§ **Your instructions**
In the listing below, how many lines contain the string "previous"? Reply with the number alone.
=====
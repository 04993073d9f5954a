use crate::icons;
use dioxus::prelude::*;

#[component]
pub fn ReadingControls(
    progress: f64,
    reminders: Option<bool>,
    on_next: EventHandler<MouseEvent>,
    on_toggle: EventHandler<MouseEvent>,
    on_close: EventHandler<MouseEvent>,
) -> Element {
    let reminder_label = match reminders {
        Some(true) => "Reminders on",
        Some(false) => "Reminders off",
        None => "Reminders",
    };

    rsx! {
        div { class: "bg-white rounded-lg shadow-lg p-4",
            // Reading progress
            div { class: "mb-4",
                div { class: "flex justify-between text-xs text-gray-500 mb-1",
                    span { "Progress" }
                    span { "{progress:.2}%" }
                }
                div { class: "w-full h-2 bg-gray-200 rounded-full",
                    div {
                        class: "h-2 bg-emerald-600 rounded-full",
                        style: "width: {progress}%",
                    }
                }
            }

            div { class: "grid grid-cols-2 gap-3 mb-3",
                button {
                    class: "bg-gray-200 text-gray-700 py-2 px-4 rounded-lg hover:bg-gray-300 transition flex items-center justify-center",
                    onclick: move |e| on_close.call(e),
                    icons::X { class: Some("w-4 h-4 mr-1".to_string()) }
                    span { "Close" }
                }
                button {
                    class: "bg-emerald-600 text-white py-2 px-4 rounded-lg hover:bg-emerald-700 transition flex items-center justify-center",
                    onclick: move |e| on_next.call(e),
                    span { "Next Verse" }
                    icons::ChevronRight { class: Some("w-4 h-4 ml-1".to_string()) }
                }
            }

            button {
                class: "w-full text-sm text-gray-600 py-2 rounded-lg hover:bg-gray-100 transition flex items-center justify-center disabled:opacity-50",
                disabled: reminders.is_none(),
                onclick: move |e| on_toggle.call(e),
                icons::Bell { class: Some("w-4 h-4 mr-2".to_string()) }
                span { "{reminder_label}" }
            }
        }
    }
}
// Native host: tokio timers stand in for chrome.alarms, the terminal for
// notifications and the popup, stdin lines for user interaction.

use async_trait::async_trait;
use std::cell::{Cell, RefCell};
use std::collections::HashMap;
use std::rc::Rc;
use std::time::Duration;
use tokio::io::{AsyncBufReadExt, BufReader, Lines, Stdin};
use tokio::sync::mpsc;
use tokio::task::JoinHandle;
use tokio::time::{interval_at, sleep, Instant};
use verse_core::{
    AlarmSchedule, Clock, EventSource, Host, HostEvent, HttpVerseSource, IdleState, Notification,
    Presenter,
};

use crate::config::CliConfig;
use crate::file_store::JsonFileStore;
use crate::terminal::{render_state, TerminalView};

pub const HELP: &str = "commands: read | later | click | active | idle | locked | verse | quit";

#[derive(Clone, Copy, Default)]
pub struct SystemClock;

impl Clock for SystemClock {
    fn now_millis(&self) -> i64 {
        chrono::Utc::now().timestamp_millis()
    }
}

fn minutes(n: u32) -> Duration {
    Duration::from_secs(u64::from(n) * 60)
}

pub struct NativeHost {
    config: CliConfig,
    client: reqwest::Client,
    alarm_tx: mpsc::UnboundedSender<HostEvent>,
    alarms: RefCell<HashMap<String, JoinHandle<()>>>,
    notification_seq: Cell<u64>,
    last_notification: Rc<RefCell<Option<String>>>,
}

impl NativeHost {
    pub fn new(
        config: CliConfig,
        client: reqwest::Client,
        alarm_tx: mpsc::UnboundedSender<HostEvent>,
        last_notification: Rc<RefCell<Option<String>>>,
    ) -> Self {
        Self {
            config,
            client,
            alarm_tx,
            alarms: RefCell::new(HashMap::new()),
            notification_seq: Cell::new(0),
            last_notification,
        }
    }
}

impl Drop for NativeHost {
    fn drop(&mut self) {
        for (_, handle) in self.alarms.borrow_mut().drain() {
            handle.abort();
        }
    }
}

impl Clock for NativeHost {
    fn now_millis(&self) -> i64 {
        SystemClock.now_millis()
    }
}

#[async_trait(?Send)]
impl Host for NativeHost {
    async fn create_alarm(&self, name: &str, schedule: AlarmSchedule) -> verse_core::Result<()> {
        let tx = self.alarm_tx.clone();
        let alarm = name.to_string();

        let handle = match schedule {
            AlarmSchedule::Once { delay_minutes } => tokio::spawn(async move {
                sleep(minutes(delay_minutes)).await;
                let _ = tx.send(HostEvent::Alarm(alarm));
            }),
            AlarmSchedule::Every { period_minutes } => tokio::spawn(async move {
                let period = minutes(period_minutes.max(1));
                let mut ticks = interval_at(Instant::now() + period, period);
                loop {
                    ticks.tick().await;
                    if tx.send(HostEvent::Alarm(alarm.clone())).is_err() {
                        break;
                    }
                }
            }),
        };

        // Same name replaces the earlier alarm, as chrome.alarms does
        if let Some(previous) = self.alarms.borrow_mut().insert(name.to_string(), handle) {
            previous.abort();
        }
        tracing::info!("Alarm {} registered: {:?}", name, schedule);
        Ok(())
    }

    async fn create_notification(&self, notification: &Notification) -> verse_core::Result<String> {
        let seq = self.notification_seq.get() + 1;
        self.notification_seq.set(seq);
        let id = format!("notification-{}", seq);

        println!("\n== {} ==\n{}", notification.title, notification.message);
        if !notification.buttons.is_empty() {
            let buttons: Vec<String> = notification
                .buttons
                .iter()
                .enumerate()
                .map(|(idx, title)| format!("[{}] {}", idx, title))
                .collect();
            println!("{}", buttons.join("  "));
        }

        *self.last_notification.borrow_mut() = Some(id.clone());
        Ok(id)
    }

    async fn clear_notification(&self, notification_id: &str) -> verse_core::Result<()> {
        let mut last = self.last_notification.borrow_mut();
        if last.as_deref() == Some(notification_id) {
            *last = None;
        }
        tracing::debug!("Notification {} cleared", notification_id);
        Ok(())
    }

    async fn open_popup(&self) -> verse_core::Result<()> {
        let presenter = Presenter::new(
            HttpVerseSource::with_client(self.client.clone(), self.config.verse.api.clone()),
            JsonFileStore::new(&self.config.store.path),
            TerminalView::new(false),
            SystemClock,
            self.config.verse.api.clone(),
        );
        presenter.initialize().await;
        println!("\n{}", render_state(&presenter.state()));
        Ok(())
    }
}

/// Alarm firings plus stdin commands, in arrival order
pub struct TerminalEvents {
    alarms: mpsc::UnboundedReceiver<HostEvent>,
    stdin: Lines<BufReader<Stdin>>,
    last_notification: Rc<RefCell<Option<String>>>,
}

impl TerminalEvents {
    pub fn new(
        alarms: mpsc::UnboundedReceiver<HostEvent>,
        last_notification: Rc<RefCell<Option<String>>>,
    ) -> Self {
        Self {
            alarms,
            stdin: BufReader::new(tokio::io::stdin()).lines(),
            last_notification,
        }
    }
}

#[async_trait(?Send)]
impl EventSource for TerminalEvents {
    async fn next_event(&mut self) -> Option<HostEvent> {
        loop {
            tokio::select! {
                Some(event) = self.alarms.recv() => return Some(event),
                line = self.stdin.next_line() => {
                    let line = match line {
                        Ok(Some(line)) => line,
                        Ok(None) => return None,
                        Err(e) => {
                            tracing::error!("Failed to read stdin: {}", e);
                            return None;
                        }
                    };
                    match parse_command(&line, self.last_notification.borrow().as_deref()) {
                        Command::Event(event) => return Some(event),
                        Command::Quit => return None,
                        Command::NoNotification => println!("No notification to act on"),
                        Command::Unknown => println!("{}", HELP),
                    }
                }
            }
        }
    }
}

#[derive(Debug, PartialEq, Eq)]
enum Command {
    Event(HostEvent),
    NoNotification,
    Quit,
    Unknown,
}

fn parse_command(line: &str, notification: Option<&str>) -> Command {
    let button = |button: u32| match notification {
        Some(id) => Command::Event(HostEvent::NotificationButtonClicked {
            notification_id: id.to_string(),
            button,
        }),
        None => Command::NoNotification,
    };

    match line.trim() {
        "read" | "0" => button(0),
        "later" | "1" => button(1),
        "click" => match notification {
            Some(id) => Command::Event(HostEvent::NotificationClicked {
                notification_id: id.to_string(),
            }),
            None => Command::NoNotification,
        },
        "verse" => Command::Event(HostEvent::Command(
            verse_core::config::SHOW_VERSE_COMMAND.to_string(),
        )),
        "quit" | "exit" => Command::Quit,
        other => match IdleState::parse(other) {
            Some(state) => Command::Event(HostEvent::IdleStateChanged(state)),
            None => Command::Unknown,
        },
    }
}

#[cfg(test)]
mod tests {
    use super::*;

    #[test]
    fn test_parse_buttons_need_notification() {
        assert_eq!(parse_command("read", None), Command::NoNotification);
        assert_eq!(
            parse_command("later", Some("notification-3")),
            Command::Event(HostEvent::NotificationButtonClicked {
                notification_id: "notification-3".to_string(),
                button: 1,
            })
        );
        assert_eq!(
            parse_command(" click ", Some("n")),
            Command::Event(HostEvent::NotificationClicked {
                notification_id: "n".to_string()
            })
        );
    }

    #[test]
    fn test_parse_other_commands() {
        assert_eq!(
            parse_command("active", None),
            Command::Event(HostEvent::IdleStateChanged(IdleState::Active))
        );
        assert_eq!(
            parse_command("verse", None),
            Command::Event(HostEvent::Command("show_verse".to_string()))
        );
        assert_eq!(parse_command("quit", None), Command::Quit);
        assert_eq!(parse_command("dance", None), Command::Unknown);
    }

    #[tokio::test]
    async fn test_notification_tracks_last_id() {
        let (tx, _rx) = mpsc::unbounded_channel();
        let last = Rc::new(RefCell::new(None));
        let host = NativeHost::new(CliConfig::default(), reqwest::Client::new(), tx, last.clone());

        let notification = Notification {
            title: "Time for Quran".to_string(),
            message: "test".to_string(),
            priority: 2,
            buttons: vec!["Read Now".to_string()],
            require_interaction: true,
        };
        let first = host.create_notification(&notification).await.unwrap();
        let second = host.create_notification(&notification).await.unwrap();
        assert_ne!(first, second);
        assert_eq!(last.borrow().as_deref(), Some(second.as_str()));

        host.clear_notification(&second).await.unwrap();
        assert!(last.borrow().is_none());
    }

    #[tokio::test(start_paused = true)]
    async fn test_one_shot_alarm_fires_after_delay() {
        let (tx, mut rx) = mpsc::unbounded_channel();
        let host = NativeHost::new(
            CliConfig::default(),
            reqwest::Client::new(),
            tx,
            Rc::new(RefCell::new(None)),
        );

        host.create_alarm("reminderSnooze", AlarmSchedule::Once { delay_minutes: 15 })
            .await
            .unwrap();

        let fired = rx.recv().await;
        assert_eq!(fired, Some(HostEvent::Alarm("reminderSnooze".to_string())));
    }
}
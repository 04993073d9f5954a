//! Host-independent core of the Daily Verses reminder.
//!
//! [`scheduler::Scheduler`] reacts to host lifecycle, alarm, notification,
//! idle and keyboard events. [`presenter::Presenter`] loads the chapter
//! metadata, shows the verse at the saved reading position and advances it.
//! The two only share the persisted fields behind [`store::ReminderStore`].

pub mod api;
pub mod config;
pub mod error;
pub mod host;
pub mod metadata;
pub mod position;
pub mod presenter;
pub mod scheduler;
pub mod store;

#[cfg(any(test, feature = "testing"))]
pub mod testing;

pub use api::{HttpVerseSource, VerseSource, VerseText};
pub use config::VerseConfig;
pub use error::{Result, VerseError};
pub use host::{AlarmSchedule, Clock, EventSource, Host, HostEvent, IdleState, Notification};
pub use metadata::QuranInfo;
pub use position::{Advance, ReadingPosition};
pub use presenter::{Navigation, PopupView, Presenter, VerseDisplay, ViewState};
pub use scheduler::Scheduler;
pub use store::{KeyValueStore, ReminderStore};
// Abstract host runtime: the events it delivers and the services it offers
//
// The browser extension backs this with chrome.* APIs; the CLI backs it
// with tokio timers and the terminal.

use async_trait::async_trait;

use crate::error::Result;

/// Lifecycle, timer and user events delivered by the host
#[derive(Debug, Clone, PartialEq, Eq)]
pub enum HostEvent {
    Installed,
    Startup,
    Alarm(String),
    NotificationButtonClicked { notification_id: String, button: u32 },
    NotificationClicked { notification_id: String },
    IdleStateChanged(IdleState),
    Command(String),
}

#[derive(Debug, Clone, Copy, PartialEq, Eq)]
pub enum IdleState {
    Active,
    Idle,
    Locked,
}

impl IdleState {
    pub fn parse(state: &str) -> Option<Self> {
        match state {
            "active" => Some(Self::Active),
            "idle" => Some(Self::Idle),
            "locked" => Some(Self::Locked),
            _ => None,
        }
    }
}

#[derive(Debug, Clone, Copy, PartialEq, Eq)]
pub enum AlarmSchedule {
    Once { delay_minutes: u32 },
    Every { period_minutes: u32 },
}

#[derive(Debug, Clone, PartialEq, Eq)]
pub struct Notification {
    pub title: String,
    pub message: String,
    pub priority: u8,
    pub buttons: Vec<String>,
    /// Stay on screen until dismissed or clicked
    pub require_interaction: bool,
}

/// Wall-clock time in epoch milliseconds
pub trait Clock {
    fn now_millis(&self) -> i64;
}

#[async_trait(?Send)]
pub trait Host: Clock {
    async fn create_alarm(&self, name: &str, schedule: AlarmSchedule) -> Result<()>;

    /// Returns the host's notification id
    async fn create_notification(&self, notification: &Notification) -> Result<String>;

    async fn clear_notification(&self, notification_id: &str) -> Result<()>;

    /// Surface the popup / main reading UI
    async fn open_popup(&self) -> Result<()>;
}

/// Hosts that pump events instead of calling back
#[async_trait(?Send)]
pub trait EventSource {
    /// `None` once the host is shutting down
    async fn next_event(&mut self) -> Option<HostEvent>;
}

#[cfg(test)]
mod tests {
    use super::*;

    #[test]
    fn test_idle_state_parse() {
        assert_eq!(IdleState::parse("active"), Some(IdleState::Active));
        assert_eq!(IdleState::parse("locked"), Some(IdleState::Locked));
        assert_eq!(IdleState::parse("asleep"), None);
    }
}
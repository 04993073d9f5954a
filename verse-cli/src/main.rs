mod config;
mod file_store;
mod host;
mod terminal;

use anyhow::{Context, Result};
use clap::{Parser, Subcommand, ValueEnum};
use std::cell::RefCell;
use std::path::PathBuf;
use std::rc::Rc;
use tokio::sync::mpsc;
use tracing_subscriber::{layer::SubscriberExt, util::SubscriberInitExt};
use verse_core::{HostEvent, HttpVerseSource, Navigation, Presenter, ReminderStore, Scheduler};

use crate::config::CliConfig;
use crate::file_store::JsonFileStore;
use crate::host::{NativeHost, SystemClock, TerminalEvents, HELP};
use crate::terminal::{render_state, TerminalView};

#[derive(Parser)]
#[command(name = "verse-cli")]
#[command(about = "Daily Quran verses in the terminal", long_about = None)]
struct Cli {
    /// TOML config file (falls back to CONFIG_PATH, then daily-verses.toml)
    #[arg(short, long, global = true)]
    config: Option<PathBuf>,

    #[command(subcommand)]
    command: Commands,
}

#[derive(Subcommand)]
enum Commands {
    /// Show the verse at the saved reading position
    Show,

    /// Advance to the next verse and show it
    Next {
        /// Confirm sajda verses without asking
        #[arg(short, long)]
        yes: bool,
    },

    /// Run the reminder scheduler in the foreground
    Run {
        /// Treat this as a fresh install (reset position and reminders)
        #[arg(long)]
        install: bool,
    },

    /// Turn hourly reminders on or off
    Reminders { state: Toggle },

    /// Print the saved position and reminder state
    Status,
}

#[derive(Clone, Copy, ValueEnum)]
enum Toggle {
    On,
    Off,
}

#[tokio::main(flavor = "current_thread")]
async fn main() -> Result<()> {
    // Initialize tracing
    tracing_subscriber::registry()
        .with(
            tracing_subscriber::EnvFilter::try_from_default_env()
                .unwrap_or_else(|_| "verse_cli=info,verse_core=info".into()),
        )
        .with(tracing_subscriber::fmt::layer().with_writer(std::io::stderr))
        .init();

    let cli = Cli::parse();

    let config_path = cli
        .config
        .or_else(|| std::env::var("CONFIG_PATH").ok().map(PathBuf::from))
        .unwrap_or_else(|| PathBuf::from("daily-verses.toml"));
    let config = CliConfig::load(&config_path)?;

    match cli.command {
        Commands::Show => show(&config).await,
        Commands::Next { yes } => next(&config, yes).await,
        Commands::Run { install } => run(config, install).await,
        Commands::Reminders { state } => reminders(&config, state).await,
        Commands::Status => status(&config).await,
    }
}

fn presenter(
    config: &CliConfig,
    assume_yes: bool,
) -> Result<Presenter<HttpVerseSource, JsonFileStore, TerminalView, SystemClock>> {
    Ok(Presenter::new(
        HttpVerseSource::with_client(config.http_client()?, config.verse.api.clone()),
        JsonFileStore::new(&config.store.path),
        TerminalView::new(assume_yes),
        SystemClock,
        config.verse.api.clone(),
    ))
}

async fn show(config: &CliConfig) -> Result<()> {
    let presenter = presenter(config, false)?;
    presenter.initialize().await;
    print!("{}", render_state(&presenter.state()));

    if presenter.state().error.is_some() {
        anyhow::bail!("Failed to show verse {}", presenter.position());
    }
    Ok(())
}

async fn next(config: &CliConfig, assume_yes: bool) -> Result<()> {
    let presenter = presenter(config, assume_yes)?;
    presenter.initialize().await;
    if !presenter.is_ready() {
        print!("{}", render_state(&presenter.state()));
        anyhow::bail!("Quran metadata unavailable");
    }

    match presenter.advance().await {
        Navigation::Moved(position) => tracing::info!("Moved to {}", position),
        Navigation::Declined => println!("Staying at {}", presenter.position()),
        Navigation::Completed | Navigation::Unavailable | Navigation::Failed => {}
    }
    print!("{}", render_state(&presenter.state()));
    Ok(())
}

async fn run(config: CliConfig, install: bool) -> Result<()> {
    let store = JsonFileStore::new(&config.store.path);
    let fresh = install || !store.exists();

    let (alarm_tx, alarm_rx) = mpsc::unbounded_channel();
    let last_notification = Rc::new(RefCell::new(None));
    let client = config.http_client()?;

    let reminders = config.verse.reminders.clone();
    let host = NativeHost::new(config, client, alarm_tx, last_notification.clone());
    let scheduler = Scheduler::new(host, store, reminders);

    tracing::info!(
        "Reminder scheduler running, state in {}",
        scheduler.store().inner().path().display()
    );
    println!("{}", HELP);

    if fresh {
        scheduler.dispatch(HostEvent::Installed).await;
    }
    scheduler.dispatch(HostEvent::Startup).await;

    let mut events = TerminalEvents::new(alarm_rx, last_notification);
    scheduler.run(&mut events).await;
    Ok(())
}

async fn reminders(config: &CliConfig, state: Toggle) -> Result<()> {
    let store = ReminderStore::new(JsonFileStore::new(&config.store.path));
    let enabled = matches!(state, Toggle::On);
    store
        .set_reminders_enabled(enabled)
        .await
        .context("Failed to save reminder setting")?;
    println!("Reminders {}", if enabled { "on" } else { "off" });
    Ok(())
}

async fn status(config: &CliConfig) -> Result<()> {
    let store = ReminderStore::new(JsonFileStore::new(&config.store.path));
    let position = store.position().await.context("Failed to read position")?;
    let enabled = store
        .reminders_enabled()
        .await
        .context("Failed to read reminder setting")?;
    let last_shown = store
        .last_shown_time()
        .await
        .context("Failed to read last shown time")?
        .and_then(chrono::DateTime::<chrono::Utc>::from_timestamp_millis)
        .map(|t| t.to_rfc3339())
        .unwrap_or_else(|| "never".to_string());

    println!("Position:   {}", position);
    println!("Reminders:  {}", if enabled { "on" } else { "off" });
    println!("Last shown: {}", last_shown);
    Ok(())
}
=====
§ **Response to this task**
2